Just because deplatforming anyone you disagree with is legal under US law doesn't change the fact that it's a direct violation of free speech and human rights. As the Universal Declaration of Human Rights clearly states : https://www.un.org/en/universal-declaration-human-rights/index.html Article 19 Everyone has the right to freedom of opinion and expression; this right includes freedom to hold opinions without interference and to seek, receive and impart information and ideas through any media and regardless of frontiers. The right to "seek, receive and impart information and ideas through any media" is as explicit as it gets when it comes to social media, and the Internet in general. *Any* media. Facebook is a media, so is Youtube, so is any website you make that can get taken down by its host or registrar. Free speech on the Internet *as a whole* is a human right. But what about a private company's right to personal property, also a human right, that gives them the right to censor what's on "their turf"? Well, these guys thought of everything : Article 30 Nothing in this Declaration may be interpreted as implying for any State, group or person any right to engage in any activity or to perform any act aimed at the destruction of any of the rights and freedoms set forth herein. This article is not about "muh government" like faux libertarians believe, but about "any State, group or person". So this definitely includes private businesses. Again, as clear as it gets. The right to personal property does NOT give businesses any right to infringe on the right to free speech through *any* media, as defined in article 19. Deplatforming is a direct violation of human rights. People who advocate for deplatforming can pretend to be "libertarians" all they want, they're not fooling anyone. They're are anti-human rights totalitarians, period. And the people who wrote the declaration saw through this kind of charade perfectly.
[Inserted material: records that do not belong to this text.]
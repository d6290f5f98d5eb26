//! Pool definitions and remote error classification.

use std::net::IpAddr;

use serde::{Deserialize, Serialize};
use thiserror::Error;

/// HTTP status the control plane uses for a missing resource.
pub const STATUS_NOT_FOUND: u16 = 404;

/// One address entry of a backend pool.
#[derive(Debug, Clone, PartialEq, Eq, Serialize, Deserialize)]
pub struct BackendAddress {
    /// Remote identifier of the entry. Entries created by the reconciler have none.
    #[serde(default)]
    pub name: Option<String>,
    /// Target IP of the entry.
    pub ip: IpAddr,
}

impl BackendAddress {
    pub fn new(ip: IpAddr) -> Self {
        Self { name: None, ip }
    }
}

/// Remote definition of a backend pool.
#[derive(Debug, Clone, PartialEq, Eq, Default, Serialize, Deserialize)]
pub struct PoolDefinition {
    /// Opaque resource id assigned by the control plane.
    #[serde(default)]
    pub id: Option<String>,
    pub name: String,
    #[serde(default)]
    pub location: Option<String>,
    /// Address entries in remote order.
    #[serde(default)]
    pub addresses: Vec<BackendAddress>,
}

impl PoolDefinition {
    /// Create an empty pool definition.
    pub fn new(name: impl Into<String>) -> Self {
        Self {
            name: name.into(),
            ..Self::default()
        }
    }

    /// Create a pool definition holding `ips` in the given order.
    pub fn with_ips<I>(name: impl Into<String>, ips: I) -> Self
    where
        I: IntoIterator<Item = IpAddr>,
    {
        Self {
            name: name.into(),
            addresses: ips.into_iter().map(BackendAddress::new).collect(),
            ..Self::default()
        }
    }

    /// IPs of all address entries, in remote order.
    pub fn ips(&self) -> Vec<IpAddr> {
        self.addresses.iter().map(|a| a.ip).collect()
    }

    pub fn contains(&self, ip: &IpAddr) -> bool {
        self.addresses.iter().any(|a| &a.ip == ip)
    }
}

/// Error returned by the cloud network API.
#[derive(Debug, Clone, PartialEq, Eq, Error)]
#[error("retriable: {retriable}, status: {status:?}, error: {message}")]
pub struct ApiError {
    /// Whether the control plane considers the failure transient.
    pub retriable: bool,
    /// HTTP status of the failed call, when one was received.
    pub status: Option<u16>,
    pub message: String,
}

impl ApiError {
    /// A transient failure (throttling, 5xx).
    pub fn retriable(message: impl Into<String>) -> Self {
        Self {
            retriable: true,
            status: None,
            message: message.into(),
        }
    }

    /// A failure that must not be retried.
    pub fn terminal(message: impl Into<String>) -> Self {
        Self {
            retriable: false,
            status: None,
            message: message.into(),
        }
    }

    /// The addressed resource does not exist.
    pub fn not_found(message: impl Into<String>) -> Self {
        Self {
            retriable: false,
            status: Some(STATUS_NOT_FOUND),
            message: message.into(),
        }
    }

    pub fn with_status(mut self, status: u16) -> Self {
        self.status = Some(status);
        self
    }

    pub fn is_not_found(&self) -> bool {
        self.status == Some(STATUS_NOT_FOUND)
    }

    /// Label used for the remote call metric.
    pub fn metric_label(&self) -> &'static str {
        if self.is_not_found() {
            "not_found"
        } else if self.retriable {
            "retriable"
        } else {
            "terminal"
        }
    }
}

/// Result type for network API calls.
pub type ApiResult<T> = Result<T, ApiError>;
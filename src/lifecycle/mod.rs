//! Lifecycle management subsystem.
//!
//! # Data Flow
//! ```text
//! Shutdown (shutdown.rs):
//!     trigger() → every subscribed loop observes the flag
//!     → updater finishes its current drain cycle, withdraws what is still queued, exits
//!
//! Signals (signals.rs):
//!     SIGINT/SIGTERM → Shutdown::trigger
//! ```
//!
//! # Design Decisions
//! - Shutdown is a level, not an event: late subscribers still see it
//! - In-flight pool updates are never cancelled

pub mod shutdown;
pub mod signals;

pub use shutdown::Shutdown;
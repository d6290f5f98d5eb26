//! OS signal handling.

use std::sync::Arc;

use crate::lifecycle::Shutdown;

/// Resolve on SIGINT (Ctrl-C) or, on Unix, SIGTERM.
pub async fn termination() {
    let ctrl_c = async {
        if let Err(e) = tokio::signal::ctrl_c().await {
            tracing::error!(error = %e, "Failed to listen for Ctrl-C");
            std::future::pending::<()>().await;
        }
    };

    #[cfg(unix)]
    let terminate = async {
        match tokio::signal::unix::signal(tokio::signal::unix::SignalKind::terminate()) {
            Ok(mut stream) => {
                stream.recv().await;
            }
            Err(e) => {
                tracing::error!(error = %e, "Failed to listen for SIGTERM");
                std::future::pending::<()>().await;
            }
        }
    };

    #[cfg(not(unix))]
    let terminate = std::future::pending::<()>();

    tokio::select! {
        _ = ctrl_c => {}
        _ = terminate => {}
    }
}

/// Spawn a task that triggers `shutdown` when the process is asked to terminate.
pub fn spawn_handler(shutdown: Arc<Shutdown>) -> tokio::task::JoinHandle<()> {
    tokio::spawn(async move {
        termination().await;
        tracing::info!("Termination signal received, shutting down");
        shutdown.trigger();
    })
}
//! backend-pool-sync
//!
//! Drives the batched backend pool reconciler against an in-memory cloud network API.
//!
//! # Architecture Overview
//!
//! ```text
//!   events (JSON lines)          ┌───────────────────────────────────────────────┐
//!   ─────────────────────────────┼─▶ membership ──▶ diff engine ──▶ reconciler   │
//!     node / service / endpoints │   node table       │             queue         │
//!                                │   routing table    │               │ tick      │
//!                                │                    ▼               ▼           │
//!                                │             AddIps / RemoveIps   per-pool task  │
//!                                │                                    │           │
//!                                │                                    ▼           │
//!                                │                         cloud network API      │
//!                                │                         (fetch / merge / put)  │
//!                                └───────────────────────────────────────────────┘
//! ```
//!
//! Ctrl-C stops the loop after the current drain cycle; operations still queued are
//! withdrawn. At end of input the process waits for every queued operation to resolve,
//! then prints the resulting pools as JSON.

use std::path::PathBuf;
use std::sync::Arc;

use clap::Parser;
use tokio::io::{AsyncBufRead, AsyncBufReadExt, BufReader};
use tokio::task::JoinSet;

use backend_pool_sync::cloud::{InMemoryNetworkApi, PoolDefinition};
use backend_pool_sync::config::{load_config, validate_config, ConfigError, PoolSyncConfig};
use backend_pool_sync::lifecycle::{shutdown, signals, Shutdown};
use backend_pool_sync::membership::{ClusterEvent, EndpointDiffEngine, NodeIpResolver, ServiceRoutingTable};
use backend_pool_sync::observability::{logging, metrics};
use backend_pool_sync::reconciler::{BackendPoolUpdater, OperationHandle};

#[derive(Parser)]
#[command(name = "backend-pool-sync")]
#[command(about = "Batch endpoint membership changes into backend pool updates", long_about = None)]
struct Cli {
    /// TOML configuration file.
    #[arg(short, long)]
    config: Option<PathBuf>,

    /// File of JSON-line events; stdin when omitted.
    #[arg(short, long)]
    events: Option<PathBuf>,

    /// Override reconciler.update_interval_secs.
    #[arg(long)]
    interval_secs: Option<u64>,
}

#[tokio::main]
async fn main() -> Result<(), Box<dyn std::error::Error>> {
    let cli = Cli::parse();

    let mut config = match &cli.config {
        Some(path) => load_config(path)?,
        None => PoolSyncConfig::default(),
    };
    if let Some(secs) = cli.interval_secs {
        config.reconciler.update_interval_secs = secs;
        validate_config(&config).map_err(ConfigError::Validation)?;
    }

    logging::init_logging(&config.observability)?;

    tracing::info!("backend-pool-sync v0.1.0 starting");
    tracing::info!(
        update_interval_secs = config.reconciler.update_interval_secs,
        load_balancers = config.load_balancers.len(),
        services = config.services.len(),
        nodes = config.nodes.len(),
        "Configuration loaded"
    );

    if config.observability.metrics_enabled {
        // Validation already checked the address.
        metrics::init_metrics(config.observability.metrics_address.parse()?)?;
    }

    // Seed shared state
    let api = Arc::new(InMemoryNetworkApi::new());
    for lb in &config.load_balancers {
        for pool in &lb.pools {
            api.insert_pool(
                &lb.name,
                PoolDefinition::with_ips(pool.name.clone(), pool.addresses.iter().copied()),
            );
        }
    }

    let routes = ServiceRoutingTable::new();
    for svc in &config.services {
        routes.set_local(svc.service_name()?, svc.route());
    }

    let nodes = NodeIpResolver::new();
    for node in &config.nodes {
        nodes.set_node_ips(&node.name, node.ips.iter().copied());
    }

    let updater = BackendPoolUpdater::new(api.clone(), config.reconciler.update_interval())
        .with_routing_table(routes.clone());
    let engine = EndpointDiffEngine::new(routes, nodes, updater.clone());

    let shutdown = Arc::new(Shutdown::new());
    signals::spawn_handler(shutdown.clone());
    let updater_task = tokio::spawn(updater.clone().run(shutdown.subscribe()));

    let input: Box<dyn AsyncBufRead + Unpin + Send> = match &cli.events {
        Some(path) => Box::new(BufReader::new(tokio::fs::File::open(path).await?)),
        None => Box::new(BufReader::new(tokio::io::stdin())),
    };
    let mut lines = input.lines();
    let mut stop = shutdown.subscribe();
    let mut waiters = JoinSet::new();
    let mut end_of_input = false;

    loop {
        tokio::select! {
            line = lines.next_line() => match line? {
                Some(line) if line.trim().is_empty() => {}
                Some(line) => match serde_json::from_str::<ClusterEvent>(&line) {
                    Ok(event) => {
                        for handle in engine.handle_cluster_event(event) {
                            waiters.spawn(report(handle));
                        }
                    }
                    Err(e) => tracing::warn!(error = %e, line = %line, "Skipping malformed event"),
                },
                None => {
                    end_of_input = true;
                    break;
                }
            },
            _ = shutdown::wait(&mut stop) => break,
        }
    }

    if end_of_input {
        tracing::info!(pending = updater.pending(), "End of input, waiting for queued operations");
        tokio::select! {
            _ = async { while waiters.join_next().await.is_some() {} } => {}
            _ = shutdown::wait(&mut stop) => {}
        }
    }

    shutdown.trigger();
    updater_task.await?;
    while waiters.join_next().await.is_some() {}

    println!("{}", serde_json::to_string_pretty(&api.snapshot())?);

    tracing::info!("Shutdown complete");
    Ok(())
}

async fn report(handle: OperationHandle) {
    let id = handle.id();
    match handle.wait().await {
        Ok(outcome) => tracing::info!(operation_id = %id, outcome = outcome.as_str(), "Operation completed"),
        Err(e) => tracing::warn!(operation_id = %id, error = %e, "Operation failed"),
    }
}

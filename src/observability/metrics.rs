//! Metrics collection and exposition.
//!
//! # Metrics
//! - `pool_sync_operations_enqueued_total` (counter): operations queued, by kind
//! - `pool_sync_operations_withdrawn_total` (counter): operations withdrawn before a drain
//! - `pool_sync_operations_completed_total` (counter): resolved operations, by result
//! - `pool_sync_remote_calls_total` (counter): control-plane calls, by call and status
//! - `pool_sync_membership_events_total` (counter): membership events, by disposition
//! - `pool_sync_pending_operations` (gauge): queue depth
//! - `pool_sync_drain_duration_seconds` (histogram): drain cycle latency

use std::net::SocketAddr;
use std::time::Duration;

use ::metrics::{counter, gauge, histogram};
use metrics_exporter_prometheus::{BuildError, PrometheusBuilder};

use crate::reconciler::{OperationKind, OperationResult, ReconcileError};

/// Install the Prometheus recorder and its scrape listener on `addr`.
///
/// Must be called from within a Tokio runtime.
pub fn init_metrics(addr: SocketAddr) -> Result<(), BuildError> {
    PrometheusBuilder::new().with_http_listener(addr).install()?;
    tracing::info!(address = %addr, "Metrics endpoint listening");
    Ok(())
}

pub fn record_operation_enqueued(kind: OperationKind) {
    counter!("pool_sync_operations_enqueued_total", "kind" => kind.as_str()).increment(1);
}

pub fn record_operations_withdrawn(count: usize) {
    counter!("pool_sync_operations_withdrawn_total").increment(count as u64);
}

pub fn record_operation_completed(result: &OperationResult) {
    let label = match result {
        Ok(outcome) => outcome.as_str(),
        Err(ReconcileError::Withdrawn) => "withdrawn",
        Err(_) => "failed",
    };
    counter!("pool_sync_operations_completed_total", "result" => label).increment(1);
}

pub fn record_remote_call(call: &'static str, status: &'static str) {
    counter!("pool_sync_remote_calls_total", "call" => call, "status" => status).increment(1);
}

pub fn record_membership_event(disposition: &'static str) {
    counter!("pool_sync_membership_events_total", "disposition" => disposition).increment(1);
}

pub fn record_pending_operations(pending: usize) {
    gauge!("pool_sync_pending_operations").set(pending as f64);
}

pub fn record_drain_duration(elapsed: Duration) {
    histogram!("pool_sync_drain_duration_seconds").record(elapsed.as_secs_f64());
}
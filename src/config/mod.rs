//! Configuration management subsystem.
//!
//! # Data Flow
//! ```text
//! config file (TOML)
//!     → loader.rs (parse & deserialize)
//!     → validation.rs (semantic checks)
//!     → PoolSyncConfig (validated, immutable)
//!     → seeds the routing table, node table and simulated pools
//! ```
//!
//! # Design Decisions
//! - All fields have defaults to allow minimal configs
//! - Validation separates syntactic (serde) from semantic checks
//! - Service names stay strings until validation so every problem is reported at once

pub mod loader;
pub mod schema;
pub mod validation;

pub use loader::{load_config, parse_config, ConfigError};
pub use schema::{
    LoadBalancerConfig, LogFormat, NodeConfig, ObservabilityConfig, PoolConfig, PoolSyncConfig,
    ReconcilerConfig, ServiceConfig,
};
pub use validation::{validate_config, ValidationError};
Cool. So any person can come into your living room and espouse their beliefs and opinions, whatever they may be, and if you try to stop them you're deplatforming them and violating their human rights. If property rights are subordinate to the rights of freedom of opinion and expression that would apply as much to your house as it does to Youtube or Facebook.
Fail. You're just parroting a standard faux libertarian fallacy, completely disregarding the fact that it doesn't apply to the specific articles quoted here in any way. My living room is not a media. Article 19 is about freedom to "receive and impart information and ideas through any media". So it doesn't apply. The articles I quoted make a clear distinction between Youtube and my living room, and so do I. Your post is just a false analogy and a strawman.
I don't really understand why you think the declaration has any bearing on the USA? Maybe I'm putting words in your mouth? I don't understand why you think a business can do anything? It is those humans in charge of what content is published on the site that are at fault. A business is an intangible thing created by writing on documents and signing them.
Not a strawman or false analogy. You want to be able to abrogate other people's property rights but keep your own intact. Property is property. If you can refuse use of your house Youtube can refuse use of their server, router and fiber. Maybe you'd like it better if people just had access to your computer and internet for their receiving and imparting information and ideas, though "Media" can just as easily include a venue such as an auditorium or a house.
I'm a natural rights libertarian. Given that you believe that you have the right to other people's property because some organization declared it, it is you that has far more in common with totalitarians. You're the globalist version of a Bible thumper.